How To Pursue Evicting a Commercial Tenant in New Jersey… Properly

April 4, 2013

Eviction Notice Generally, landlords prefer almost any outcome over an eviction. Sometimes, a landlord may even alter the terms of the lease to keep that tenant in the property. However, evictions are a fact of life. Landlords should be aware, however, that an eviction involves specific legal requirements and compliance with legal procedures.

Under New Jersey law, several permissible bases exist for evicting a commercial tenant, including: a tenant who holds over after the end of a lease term expires, a tenant who fails to pay their rent obligations, tenants who willfully destroy the property, or violates or breaches terms the parties agreed to in writing. The basis most commonly triggering evictions is, of course, failure to pay rent.

To evict a commercial tenant, the landlord must file what’s known as a summary dispossession action. The landlord must file the petition to open such a case in the Landlord/Tenant Court, a branch of the Special Civil Part of the Superior Court, for the county in which the rental property sits. The petition must state several central facts, including: (1) the existence of a lease between the parties, (2) the address of the rental property, and (3) a detailed calculation of the total arrearage the tenant owes, including rent, common area maintenance charges, late fees and any attorneys’ fees.

If the tenant does not file an answer in the case, the court will issue a default judgment in favor of the landlord and award possession to the landlord, pending the landlord’s filing a certification document stating the amount of rent due. If the tenant does respond, then the court generally sets the matter for mediation and, if that fails, then trial. Landlords that are entities must hire a New Jersey attorney to represent them at the trial. (The same restriction exists for entity tenants, as well.) Assuming the tenant has no valid defense for not paying the rent owed, the court will likely award possession of the premises to the landlord and will then determine the amount of rent due.

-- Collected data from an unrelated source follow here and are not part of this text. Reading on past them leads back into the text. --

//! In-memory collaborators for the platform and network backends.
//!
//! Used by the test suites and by embedders that want a backend without a
//! real device or server behind it. All data is lost when dropped.

mod content;
mod dav;
mod document;
mod ftp;

pub use content::MemoryContentResolver;
pub use dav::MemoryDavTransport;
pub use document::MemoryDocumentProvider;
pub use ftp::MemoryFtpConnector;

use std::time::{SystemTime, UNIX_EPOCH};

use async_trait::async_trait;

use crate::vfs::backends::document::WriteMode;
use crate::vfs::content::ContentWriter;
use crate::vfs::error::VfsResult;

type Commit = Box<dyn FnOnce(Vec<u8>) + Send>;

/// Buffers writes and hands the bytes to `commit` on finish.
struct CommitWriter {
    buffer: Vec<u8>,
    commit: Commit,
}

impl CommitWriter {
    fn new(commit: Commit) -> Self {
        Self {
            buffer: Vec::new(),
            commit,
        }
    }
}

#[async_trait]
impl ContentWriter for CommitWriter {
    async fn write_all(&mut self, buf: &[u8]) -> VfsResult<()> {
        self.buffer.extend_from_slice(buf);
        Ok(())
    }

    async fn finish(self: Box<Self>) -> VfsResult<()> {
        let CommitWriter { buffer, commit } = *self;
        commit(buffer);
        Ok(())
    }
}

fn apply_write(existing: &mut Vec<u8>, mode: WriteMode, written: Vec<u8>) {
    match mode {
        WriteMode::Truncate => *existing = written,
        WriteMode::Append => existing.extend_from_slice(&written),
        WriteMode::Overwrite => {
            if written.len() >= existing.len() {
                *existing = written;
            } else {
                existing[..written.len()].copy_from_slice(&written);
            }
        }
    }
}

fn millis(time: SystemTime) -> i64 {
    time.duration_since(UNIX_EPOCH)
        .map(|d| d.as_millis() as i64)
        .unwrap_or(0)
}

#[cfg(test)]
mod tests {
    use super::*;

    #[test]
    fn test_apply_write_modes() {
        let mut data = b"old contents".to_vec();
        apply_write(&mut data, WriteMode::Overwrite, b"NEW".to_vec());
        assert_eq!(data, b"NEW contents");
        apply_write(&mut data, WriteMode::Append, b"!".to_vec());
        assert_eq!(data, b"NEW contents!");
        apply_write(&mut data, WriteMode::Truncate, b"x".to_vec());
        assert_eq!(data, b"x");
    }
}
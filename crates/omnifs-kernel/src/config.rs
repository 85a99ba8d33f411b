//! omnifs configuration.
//!
//! Loaded from a RON file at `$OMNIFS_CONFIG`, or
//! `~/.config/omnifs/config.ron`. Every field has a default, so a missing
//! file or a partial one is fine:
//!
//! ```ron
//! (
//!     transfer: (buffer_size: 131072, progress_interval_ms: 1000),
//!     ftp: (mode: Active, encoding: "ISO-8859-1"),
//!     dav: (propagate_last_modified: false),
//! )
//! ```

use std::path::{Path, PathBuf};
use std::time::Duration;

use serde::{Deserialize, Serialize};
use thiserror::Error;

/// Environment variable overriding the config file location.
pub const CONFIG_ENV: &str = "OMNIFS_CONFIG";

/// Error type for config loading.
#[derive(Debug, Error)]
pub enum ConfigError {
    #[error("IO error reading {path}: {source}")]
    Io {
        path: PathBuf,
        #[source]
        source: std::io::Error,
    },
    #[error("RON parse error in {path}: {source}")]
    Ron {
        path: PathBuf,
        #[source]
        source: ron::error::SpannedError,
    },
}

#[derive(Debug, Clone, PartialEq, Serialize, Deserialize)]
#[serde(default)]
pub struct TransferConfig {
    /// Chunk size for manual copies.
    pub buffer_size: usize,
    /// Default minimum interval between progress callbacks.
    pub progress_interval_ms: u64,
}

impl Default for TransferConfig {
    fn default() -> Self {
        Self {
            buffer_size: 64 * 1024,
            progress_interval_ms: 200,
        }
    }
}

impl TransferConfig {
    pub fn progress_interval(&self) -> Duration {
        Duration::from_millis(self.progress_interval_ms)
    }
}

#[derive(Debug, Clone, PartialEq, Serialize, Deserialize)]
#[serde(default)]
pub struct CacheConfig {
    /// Capacity of path to native-id caches.
    pub id_capacity: usize,
    /// Capacity of one-shot caches holding rows from the latest listings.
    pub listing_capacity: usize,
}

impl Default for CacheConfig {
    fn default() -> Self {
        Self {
            id_capacity: 1024,
            listing_capacity: 512,
        }
    }
}

/// FTP data connection mode.
#[derive(Debug, Clone, Copy, PartialEq, Eq, Default, Serialize, Deserialize)]
pub enum FtpMode {
    #[default]
    Passive,
    Active,
}

#[derive(Debug, Clone, PartialEq, Serialize, Deserialize)]
#[serde(default)]
pub struct FtpConfig {
    /// Mode used when the URI has no `mode` parameter.
    pub mode: FtpMode,
    /// Control-channel encoding used when the URI has no `encoding`
    /// parameter.
    pub encoding: String,
    pub connect_timeout_secs: u64,
    /// Idle sessions kept per server.
    pub max_idle_sessions: usize,
}

impl Default for FtpConfig {
    fn default() -> Self {
        Self {
            mode: FtpMode::Passive,
            encoding: "UTF-8".to_string(),
            connect_timeout_secs: 30,
            max_idle_sessions: 2,
        }
    }
}

#[derive(Debug, Clone, PartialEq, Serialize, Deserialize)]
#[serde(default)]
pub struct DavConfig {
    /// Send PROPPATCH for last-modified times. Many servers reject or
    /// ignore it, so it is off unless asked for.
    pub propagate_last_modified: bool,
    pub timeout_secs: u64,
}

impl Default for DavConfig {
    fn default() -> Self {
        Self {
            propagate_last_modified: false,
            timeout_secs: 60,
        }
    }
}

#[derive(Debug, Clone, Default, PartialEq, Serialize, Deserialize)]
#[serde(default)]
pub struct ArchiveConfig {
    /// Directory for spooled copies of non-local archives. System temp dir
    /// when unset.
    pub spool_dir: Option<PathBuf>,
    /// Passwords tried for every encrypted archive.
    pub passwords: Vec<String>,
}

/// Top-level configuration.
#[derive(Debug, Clone, Default, PartialEq, Serialize, Deserialize)]
#[serde(default)]
pub struct OmnifsConfig {
    pub transfer: TransferConfig,
    pub cache: CacheConfig,
    pub ftp: FtpConfig,
    pub dav: DavConfig,
    pub archive: ArchiveConfig,
}

impl OmnifsConfig {
    /// Default config file path (~/.config/omnifs/config.ron).
    pub fn default_path() -> Option<PathBuf> {
        dirs::config_dir().map(|p| p.join("omnifs").join("config.ron"))
    }

    pub fn from_ron(text: &str, path: &Path) -> Result<Self, ConfigError> {
        ron::from_str(text).map_err(|source| ConfigError::Ron {
            path: path.to_path_buf(),
            source,
        })
    }

    pub fn load_from(path: &Path) -> Result<Self, ConfigError> {
        let text = std::fs::read_to_string(path).map_err(|source| ConfigError::Io {
            path: path.to_path_buf(),
            source,
        })?;
        Self::from_ron(&text, path)
    }

    /// Load from `$OMNIFS_CONFIG` or the default path. A missing file at
    /// the default path yields the defaults; a missing file named by the
    /// environment variable is an error.
    pub fn load() -> Result<Self, ConfigError> {
        if let Some(path) = std::env::var_os(CONFIG_ENV) {
            return Self::load_from(Path::new(&path));
        }
        let Some(path) = Self::default_path() else {
            tracing::debug!("no config directory available, using defaults");
            return Ok(Self::default());
        };
        if !path.exists() {
            tracing::debug!(path = %path.display(), "config file not found, using defaults");
            return Ok(Self::default());
        }
        Self::load_from(&path)
    }
}

#[cfg(test)]
mod tests {
    use super::*;

    #[test]
    fn test_partial_config_keeps_defaults() {
        let config = OmnifsConfig::from_ron(
            "(ftp: (mode: Active), dav: (propagate_last_modified: true))",
            Path::new("test.ron"),
        )
        .unwrap();
        assert_eq!(config.ftp.mode, FtpMode::Active);
        assert_eq!(config.ftp.encoding, "UTF-8");
        assert!(config.dav.propagate_last_modified);
        assert_eq!(config.transfer, TransferConfig::default());
    }

    #[test]
    fn test_empty_config() {
        let config = OmnifsConfig::from_ron("()", Path::new("test.ron")).unwrap();
        assert_eq!(config, OmnifsConfig::default());
        assert!(!config.dav.propagate_last_modified);
    }

    #[test]
    fn test_parse_error_names_file() {
        let err = OmnifsConfig::from_ron("(ftp: 12", Path::new("bad.ron")).unwrap_err();
        assert!(err.to_string().contains("bad.ron"));
    }

    #[test]
    fn test_load_from_file() {
        let dir = tempfile::tempdir().unwrap();
        let path = dir.path().join("config.ron");
        std::fs::write(&path, "(transfer: (buffer_size: 4096))").unwrap();
        let config = OmnifsConfig::load_from(&path).unwrap();
        assert_eq!(config.transfer.buffer_size, 4096);
        assert_eq!(config.transfer.progress_interval_ms, 200);

        let missing = OmnifsConfig::load_from(&dir.path().join("nope.ron"));
        assert!(matches!(missing, Err(ConfigError::Io { .. })));
    }
}
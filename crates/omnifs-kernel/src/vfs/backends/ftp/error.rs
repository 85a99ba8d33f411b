use std::io;

use thiserror::Error;

use crate::vfs::error::{FileFault, VfsError};

/// Errors from an FTP session.
#[derive(Debug, Error)]
pub enum FtpError {
    /// The server answered with an unexpected reply.
    #[error("{code} {message}")]
    Reply { code: u16, message: String },
    #[error("connection error: {0}")]
    Io(#[from] io::Error),
    #[error("protocol error: {0}")]
    Protocol(String),
    #[error("tls error: {0}")]
    Tls(String),
}

impl FtpError {
    pub fn reply(code: u16, message: impl Into<String>) -> Self {
        FtpError::Reply {
            code,
            message: message.into(),
        }
    }

    pub fn code(&self) -> Option<u16> {
        match self {
            FtpError::Reply { code, .. } => Some(*code),
            _ => None,
        }
    }

    /// The control connection can no longer be trusted.
    pub fn is_fatal(&self) -> bool {
        match self {
            FtpError::Io(_) | FtpError::Protocol(_) | FtpError::Tls(_) => true,
            FtpError::Reply { code, .. } => *code == 421,
        }
    }

    pub fn into_vfs(self, path: impl Into<String>) -> VfsError {
        let path = path.into();
        match self {
            FtpError::Reply { code, message } => {
                let fault = FileFault::new(path).with_reason(format!("{code} {message}"));
                match code {
                    530 | 532 => VfsError::AccessDenied(fault),
                    550 => VfsError::NoSuchFile(fault),
                    553 => VfsError::InvalidName(fault),
                    502 | 504 => VfsError::Unsupported(format!("{}: {code} {message}", fault.file)),
                    _ => VfsError::FileSystem(fault),
                }
            }
            FtpError::Io(e) => VfsError::from_io(e, path),
            FtpError::Protocol(reason) | FtpError::Tls(reason) => VfsError::file_system(path, reason),
        }
    }
}

#[cfg(test)]
mod tests {
    use super::*;
    use crate::vfs::error::VfsErrorKind;

    #[test]
    fn test_reply_mapping() {
        let kind = |code| FtpError::reply(code, "x").into_vfs("/f").kind();
        assert_eq!(kind(530), VfsErrorKind::AccessDenied);
        assert_eq!(kind(532), VfsErrorKind::AccessDenied);
        assert_eq!(kind(550), VfsErrorKind::NoSuchFile);
        assert_eq!(kind(553), VfsErrorKind::InvalidName);
        assert_eq!(kind(502), VfsErrorKind::Unsupported);
        assert_eq!(kind(451), VfsErrorKind::FileSystem);
    }

    #[test]
    fn test_fatal() {
        assert!(FtpError::reply(421, "bye").is_fatal());
        assert!(!FtpError::reply(550, "nope").is_fatal());
        assert!(FtpError::Protocol("garbage".into()).is_fatal());
        assert!(FtpError::Tls("bad certificate".into()).is_fatal());
    }
}
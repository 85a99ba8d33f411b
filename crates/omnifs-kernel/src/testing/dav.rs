use std::collections::BTreeMap;
use std::time::SystemTime;

use async_trait::async_trait;
use bytes::Bytes;
use futures::stream::{self, StreamExt};
use parking_lot::Mutex;

use crate::vfs::backends::dav::xml::href_path;
use crate::vfs::backends::dav::{
    DavDownload, DavError, DavResource, DavTransport, Depth, UploadStream,
};
use crate::vfs::uri::Uri;

#[derive(Debug, Clone)]
struct Resource {
    collection: bool,
    data: Vec<u8>,
    modified: SystemTime,
    created: SystemTime,
}

impl Resource {
    fn new(collection: bool, data: Vec<u8>) -> Self {
        let now = SystemTime::now();
        Self {
            collection,
            data,
            modified: now,
            created: now,
        }
    }
}

fn parent_of(path: &[u8]) -> &[u8] {
    match path.iter().rposition(|&b| b == b'/') {
        Some(0) | None => b"/",
        Some(i) => &path[..i],
    }
}

fn is_within(path: &[u8], dir: &[u8]) -> bool {
    path == dir || (path.starts_with(dir) && path.get(dir.len()) == Some(&b'/'))
}

/// In-memory WebDAV server. Every method call is logged as
/// `"METHOD /path"` for tests that check request order.
#[derive(Debug)]
pub struct MemoryDavTransport {
    resources: Mutex<BTreeMap<Vec<u8>, Resource>>,
    operations: Mutex<Vec<String>>,
}

impl Default for MemoryDavTransport {
    fn default() -> Self {
        Self::new()
    }
}

impl MemoryDavTransport {
    pub fn new() -> Self {
        let mut resources = BTreeMap::new();
        resources.insert(b"/".to_vec(), Resource::new(true, Vec::new()));
        Self {
            resources: Mutex::new(resources),
            operations: Mutex::new(Vec::new()),
        }
    }

    /// Requests served so far.
    pub fn operations(&self) -> Vec<String> {
        self.operations.lock().clone()
    }

    /// Stored bytes of a resource, if it is a non-collection.
    pub fn contents(&self, path: &[u8]) -> Option<Vec<u8>> {
        match self.resources.lock().get(path) {
            Some(resource) if !resource.collection => Some(resource.data.clone()),
            _ => None,
        }
    }

    fn path(&self, method: &'static str, url: &Uri) -> Result<Vec<u8>, DavError> {
        let path = href_path(url.as_str())?;
        self.operations
            .lock()
            .push(format!("{method} {}", String::from_utf8_lossy(&path)));
        Ok(path)
    }

    fn describe(path: &[u8], resource: &Resource) -> DavResource {
        DavResource {
            path: path.to_vec(),
            is_collection: resource.collection,
            size: (!resource.collection).then_some(resource.data.len() as u64),
            modified: Some(resource.modified),
            created: Some(resource.created),
            content_type: None,
            etag: None,
        }
    }

    fn transfer(
        &self,
        method: &'static str,
        from: &Uri,
        to: &Uri,
        overwrite: bool,
        keep_source: bool,
    ) -> Result<(), DavError> {
        let source = self.path(method, from)?;
        let target = href_path(to.as_str())?;
        let mut resources = self.resources.lock();
        if source == b"/" || !resources.contains_key(&source) {
            return Err(DavError::status(method, from.as_str(), 404));
        }
        if !resources.get(parent_of(&target)).is_some_and(|r| r.collection) {
            return Err(DavError::status(method, from.as_str(), 409));
        }
        if resources.contains_key(&target) {
            if !overwrite {
                return Err(DavError::status(method, from.as_str(), 412));
            }
            resources.retain(|p, _| !is_within(p, &target));
        }
        let subtree: Vec<(Vec<u8>, Resource)> = resources
            .iter()
            .filter(|(p, _)| is_within(p, &source))
            .map(|(p, r)| (p.clone(), r.clone()))
            .collect();
        for (old, mut resource) in subtree {
            if !keep_source {
                resources.remove(&old);
            } else {
                resource.created = SystemTime::now();
            }
            let mut new = target.clone();
            new.extend_from_slice(&old[source.len()..]);
            resources.insert(new, resource);
        }
        Ok(())
    }
}

#[async_trait]
impl DavTransport for MemoryDavTransport {
    async fn propfind(&self, url: &Uri, depth: Depth) -> Result<Vec<DavResource>, DavError> {
        let path = self.path("PROPFIND", url)?;
        let resources = self.resources.lock();
        let Some(resource) = resources.get(&path) else {
            return Err(DavError::status("PROPFIND", url.as_str(), 404));
        };
        let mut out = vec![Self::describe(&path, resource)];
        if depth == Depth::One && resource.collection {
            out.extend(
                resources
                    .iter()
                    .filter(|(p, _)| p.as_slice() != b"/" && parent_of(p) == path.as_slice())
                    .map(|(p, r)| Self::describe(p, r)),
            );
        }
        Ok(out)
    }

    async fn get(&self, url: &Uri) -> Result<DavDownload, DavError> {
        let path = self.path("GET", url)?;
        let data = match self.resources.lock().get(&path) {
            Some(resource) if !resource.collection => resource.data.clone(),
            Some(_) => return Err(DavError::status("GET", url.as_str(), 405)),
            None => return Err(DavError::status("GET", url.as_str(), 404)),
        };
        Ok(DavDownload {
            length: Some(data.len() as u64),
            body: stream::once(async move { Ok(Bytes::from(data)) }).boxed(),
        })
    }

    async fn put(&self, url: &Uri, mut body: UploadStream) -> Result<(), DavError> {
        let path = self.path("PUT", url)?;
        let mut data = Vec::new();
        while let Some(chunk) = body.next().await {
            data.extend_from_slice(&chunk?);
        }
        let mut resources = self.resources.lock();
        if !resources.get(parent_of(&path)).is_some_and(|r| r.collection) {
            return Err(DavError::status("PUT", url.as_str(), 409));
        }
        if resources.get(&path).is_some_and(|r| r.collection) {
            return Err(DavError::status("PUT", url.as_str(), 405));
        }
        resources.insert(path, Resource::new(false, data));
        Ok(())
    }

    async fn mkcol(&self, url: &Uri) -> Result<(), DavError> {
        let path = self.path("MKCOL", url)?;
        let mut resources = self.resources.lock();
        if resources.contains_key(&path) {
            return Err(DavError::status("MKCOL", url.as_str(), 405));
        }
        if !resources.get(parent_of(&path)).is_some_and(|r| r.collection) {
            return Err(DavError::status("MKCOL", url.as_str(), 409));
        }
        resources.insert(path, Resource::new(true, Vec::new()));
        Ok(())
    }

    async fn delete(&self, url: &Uri) -> Result<(), DavError> {
        let path = self.path("DELETE", url)?;
        let mut resources = self.resources.lock();
        if path == b"/" || !resources.contains_key(&path) {
            return Err(DavError::status("DELETE", url.as_str(), 404));
        }
        resources.retain(|p, _| !is_within(p, &path));
        Ok(())
    }

    async fn copy(&self, from: &Uri, to: &Uri, overwrite: bool) -> Result<(), DavError> {
        self.transfer("COPY", from, to, overwrite, true)
    }

    async fn move_to(&self, from: &Uri, to: &Uri, overwrite: bool) -> Result<(), DavError> {
        self.transfer("MOVE", from, to, overwrite, false)
    }

    async fn proppatch_modified(&self, url: &Uri, modified: SystemTime) -> Result<(), DavError> {
        let path = self.path("PROPPATCH", url)?;
        match self.resources.lock().get_mut(&path) {
            Some(resource) => {
                resource.modified = modified;
                Ok(())
            }
            None => Err(DavError::status("PROPPATCH", url.as_str(), 404)),
        }
    }
}
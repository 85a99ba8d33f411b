use std::time::SystemTime;

use crate::vfs::path::ByteString;
use crate::vfs::types::{FileKey, FileMetadata, FileType, PosixPrincipal};

/// One archive member as described by its header.
#[derive(Debug, Clone, PartialEq)]
pub struct ArchiveEntry {
    /// Name as stored, before resolution against the archive root.
    pub name: ByteString,
    pub encrypted: bool,
    pub last_modified: Option<SystemTime>,
    pub last_access: Option<SystemTime>,
    pub creation: Option<SystemTime>,
    pub file_type: FileType,
    pub size: u64,
    pub owner: Option<PosixPrincipal>,
    pub group: Option<PosixPrincipal>,
    /// Permission bits only.
    pub mode: u32,
    pub symlink_target: Option<ByteString>,
}

impl ArchiveEntry {
    pub fn new(name: impl Into<ByteString>, file_type: FileType, size: u64) -> Self {
        let mode = if file_type.is_dir() { 0o755 } else { 0o644 };
        Self {
            name: name.into(),
            encrypted: false,
            last_modified: None,
            last_access: None,
            creation: None,
            file_type,
            size,
            owner: None,
            group: None,
            mode,
            symlink_target: None,
        }
    }

    /// Zero-size directory standing in for an ancestor with no header.
    pub fn directory(name: impl Into<ByteString>) -> Self {
        Self::new(name, FileType::Directory, 0)
    }

    pub fn symlink(name: impl Into<ByteString>, target: impl Into<ByteString>) -> Self {
        let mut entry = Self::new(name, FileType::Symlink, 0);
        entry.mode = 0o777;
        entry.symlink_target = Some(target.into());
        entry
    }

    pub fn metadata(&self, key: FileKey) -> FileMetadata {
        FileMetadata {
            key,
            file_type: self.file_type,
            size: self.size,
            last_modified: self.last_modified.unwrap_or(SystemTime::UNIX_EPOCH),
            last_access: self.last_access,
            creation: self.creation,
            mode: Some(self.mode),
            owner: self.owner.clone(),
            group: self.group.clone(),
            mime_type: None,
            encrypted: self.encrypted,
        }
    }
}
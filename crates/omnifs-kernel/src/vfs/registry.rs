//! Scheme-keyed provider registry.
//!
//! One provider per URI scheme, registered at startup. The registry caches
//! one live [`FileSystem`] per root URI: the first reference constructs it,
//! later references share it, and closing or removing evicts it so the next
//! reference builds a fresh one.

use std::collections::HashMap;
use std::path::Path;
use std::sync::{Arc, Weak};

use parking_lot::Mutex;
use tracing::{debug, info};

use super::error::{FileFault, VfsError, VfsResult};
use super::ops::FileSystem;
use super::path::VfsPath;
use super::types::BackendKind;
use super::uri::Uri;
use crate::config::OmnifsConfig;

/// Builds filesystems for one backend kind.
pub trait FileSystemProvider: Send + Sync {
    fn kind(&self) -> BackendKind;

    fn schemes(&self) -> &'static [&'static str] {
        self.kind().schemes()
    }

    /// Construct the filesystem for `root`. Called with the registry lock
    /// held, so it must not do I/O or call back into the registry;
    /// connections and archive loading happen lazily on first use.
    fn new_file_system(&self, root: Arc<Uri>) -> VfsResult<Arc<dyn FileSystem>>;
}

/// Passwords for network backends, keyed by `scheme://user@host:port`.
#[derive(Debug, Default)]
pub struct CredentialStore {
    passwords: Mutex<HashMap<String, String>>,
}

impl CredentialStore {
    fn key(uri: &Uri) -> String {
        format!(
            "{}://{}",
            uri.scheme().unwrap_or_default(),
            uri.encoded_authority().unwrap_or_default()
        )
    }

    pub fn set_password(&self, root: &Uri, password: impl Into<String>) {
        self.passwords.lock().insert(Self::key(root), password.into());
    }

    pub fn password(&self, root: &Uri) -> Option<String> {
        self.passwords.lock().get(&Self::key(root)).cloned()
    }

    pub fn remove(&self, root: &Uri) {
        self.passwords.lock().remove(&Self::key(root));
    }
}

/// Routes URIs to providers and caches filesystems by root URI.
pub struct Registry {
    providers: Mutex<HashMap<String, Arc<dyn FileSystemProvider>>>,
    file_systems: Mutex<HashMap<Uri, Arc<dyn FileSystem>>>,
    credentials: Arc<CredentialStore>,
    config: OmnifsConfig,
}

impl std::fmt::Debug for Registry {
    fn fmt(&self, f: &mut std::fmt::Formatter<'_>) -> std::fmt::Result {
        f.debug_struct("Registry")
            .field("schemes", &self.providers.lock().keys().cloned().collect::<Vec<_>>())
            .field("file_systems", &self.file_systems.lock().len())
            .finish()
    }
}

impl Registry {
    /// Empty registry.
    pub fn new(config: OmnifsConfig) -> Arc<Self> {
        Arc::new(Self::empty(config))
    }

    fn empty(config: OmnifsConfig) -> Self {
        Self {
            providers: Mutex::new(HashMap::new()),
            file_systems: Mutex::new(HashMap::new()),
            credentials: Arc::new(CredentialStore::default()),
            config,
        }
    }

    /// Registry with every built-in provider. `register` can still replace
    /// or add providers afterwards, e.g. platform document providers.
    pub fn with_default_providers(config: OmnifsConfig) -> Arc<Self> {
        Arc::new_cyclic(|weak: &Weak<Registry>| {
            let registry = Self::empty(config);
            registry.register(Arc::new(super::backends::local::LocalProvider));
            registry.register(Arc::new(super::backends::archive::ArchiveProvider::new(
                weak.clone(),
                registry.config.clone(),
            )));
            registry.register(Arc::new(super::backends::ftp::FtpProvider::new(
                registry.credentials.clone(),
                registry.config.clone(),
            )));
            registry.register(Arc::new(super::backends::dav::DavProvider::new(
                registry.credentials.clone(),
                registry.config.clone(),
            )));
            registry
        })
    }

    /// Register a provider for each of its schemes, replacing any earlier
    /// provider for the same scheme.
    pub fn register(&self, provider: Arc<dyn FileSystemProvider>) {
        let mut providers = self.providers.lock();
        for scheme in provider.schemes() {
            debug!(scheme, kind = %provider.kind(), "registering provider");
            providers.insert(scheme.to_string(), provider.clone());
        }
    }

    pub fn config(&self) -> &OmnifsConfig {
        &self.config
    }

    pub fn credentials(&self) -> &Arc<CredentialStore> {
        &self.credentials
    }

    fn provider(&self, scheme: &str) -> VfsResult<Arc<dyn FileSystemProvider>> {
        self.providers
            .lock()
            .get(&scheme.to_ascii_lowercase())
            .cloned()
            .ok_or_else(|| VfsError::other(format!("no provider for scheme {scheme:?}")))
    }

    /// The filesystem for `root`, constructing it on first use.
    ///
    /// Construction happens under the registry lock, so concurrent callers
    /// for the same root observe exactly one instance.
    pub fn get_or_create(&self, root: &Uri) -> VfsResult<Arc<dyn FileSystem>> {
        let scheme = root
            .scheme()
            .ok_or_else(|| VfsError::other(format!("URI has no scheme: {root}")))?;
        let provider = self.provider(scheme)?;

        let mut file_systems = self.file_systems.lock();
        if let Some(fs) = file_systems.get(root) {
            if fs.is_open() {
                return Ok(fs.clone());
            }
            debug!(root = %root, "dropping closed file system");
            file_systems.remove(root);
        }
        let fs = provider.new_file_system(Arc::new(root.clone()))?;
        info!(root = %root, kind = %provider.kind(), "created file system");
        file_systems.insert(root.clone(), fs.clone());
        Ok(fs)
    }

    /// An existing filesystem, without constructing one.
    pub fn get(&self, root: &Uri) -> Option<Arc<dyn FileSystem>> {
        self.file_systems.lock().get(root).cloned()
    }

    /// Evict a filesystem without closing it.
    pub fn remove(&self, root: &Uri) -> Option<Arc<dyn FileSystem>> {
        self.file_systems.lock().remove(root)
    }

    /// Evict and close a filesystem.
    pub async fn close(&self, root: &Uri) -> VfsResult<()> {
        let Some(fs) = self.remove(root) else {
            return Ok(());
        };
        info!(root = %root, "closing file system");
        fs.close().await
    }

    /// Close every cached filesystem, returning the first error.
    pub async fn close_all(&self) -> VfsResult<()> {
        let all: Vec<_> = self.file_systems.lock().drain().collect();
        let mut first_error = None;
        for (root, fs) in all {
            if let Err(e) = fs.close().await {
                tracing::warn!(root = %root, error = %e, "failed to close file system");
                first_error.get_or_insert(e);
            }
        }
        first_error.map_or(Ok(()), Err)
    }

    /// Roots of all cached filesystems.
    pub fn roots(&self) -> Vec<Uri> {
        let mut roots: Vec<_> = self.file_systems.lock().keys().cloned().collect();
        roots.sort();
        roots
    }

    /// The filesystem that owns `path`.
    pub fn file_system_of(&self, path: &VfsPath) -> VfsResult<Arc<dyn FileSystem>> {
        self.get_or_create(path.root_uri())
    }

    /// Absolute path for a full URI.
    pub fn path(&self, uri: &Uri) -> VfsResult<VfsPath> {
        let path = VfsPath::from_uri(uri);
        self.file_system_of(&path)?;
        Ok(path)
    }

    /// Parse a URI string or a local filesystem path.
    pub fn parse(&self, input: &str) -> VfsResult<VfsPath> {
        if looks_like_uri(input) {
            let uri = Uri::parse(input).map_err(|e| {
                VfsError::InvalidName(FileFault::new(input).with_reason(e.to_string()))
            })?;
            return self.path(&uri);
        }
        self.path(&local_uri(Path::new(input))?)
    }
}

fn looks_like_uri(input: &str) -> bool {
    match input.split_once(':') {
        Some((scheme, _)) => {
            scheme.len() > 1
                && scheme.starts_with(|c: char| c.is_ascii_alphabetic())
                && scheme
                    .chars()
                    .all(|c| c.is_ascii_alphanumeric() || matches!(c, '+' | '-' | '.'))
        }
        None => false,
    }
}

/// `file:` URI for a local path, made absolute against the working
/// directory.
pub fn local_uri(path: &Path) -> VfsResult<Uri> {
    let absolute = std::path::absolute(path)
        .map_err(|e| VfsError::from_io(e, path.display().to_string()))?;
    #[cfg(unix)]
    let bytes = {
        use std::os::unix::ffi::OsStrExt;
        absolute.as_os_str().as_bytes().to_vec()
    };
    #[cfg(not(unix))]
    let bytes = absolute.to_string_lossy().replace('\\', "/").into_bytes();
    Uri::builder()
        .scheme("file")
        .empty_authority()
        .decoded_path(&bytes)
        .build()
        .map_err(|e| VfsError::file_system(path.display().to_string(), e.to_string()))
}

Even after a court judgment of eviction awarding possession to the landlord, the matter may not be over. A tenant retains the right to “redeem,” which they can accomplish by paying the amount of rent owed (as determined by the court or by the certification filed in default judgments). If the tenant timely redeems, then it may remain in the premises. A tenant also has a legal right to appeal a judgment of dispossession.

After securing a judgment, a landlord must next obtain a warrant of removal, which must be applied for within 30 days of the court’s issuance of the judgment. A constable then executes the warrant and returns the property to the landlord’s possession.

Evictions, even uncontested ones, require proper adherence to the law and the rules of court to achieve a successful outcome. To obtain the best quality advice and representation in your commercial eviction matter, contact the real estate attorneys at Samuel C. Berger, P.C. Our New Jersey real estate attorneys can help you pursue, or defend, your eviction case and safeguard your rights to the fullest extent of the law. Contact us online or call (201) 587-1500 or (212) 380-8117.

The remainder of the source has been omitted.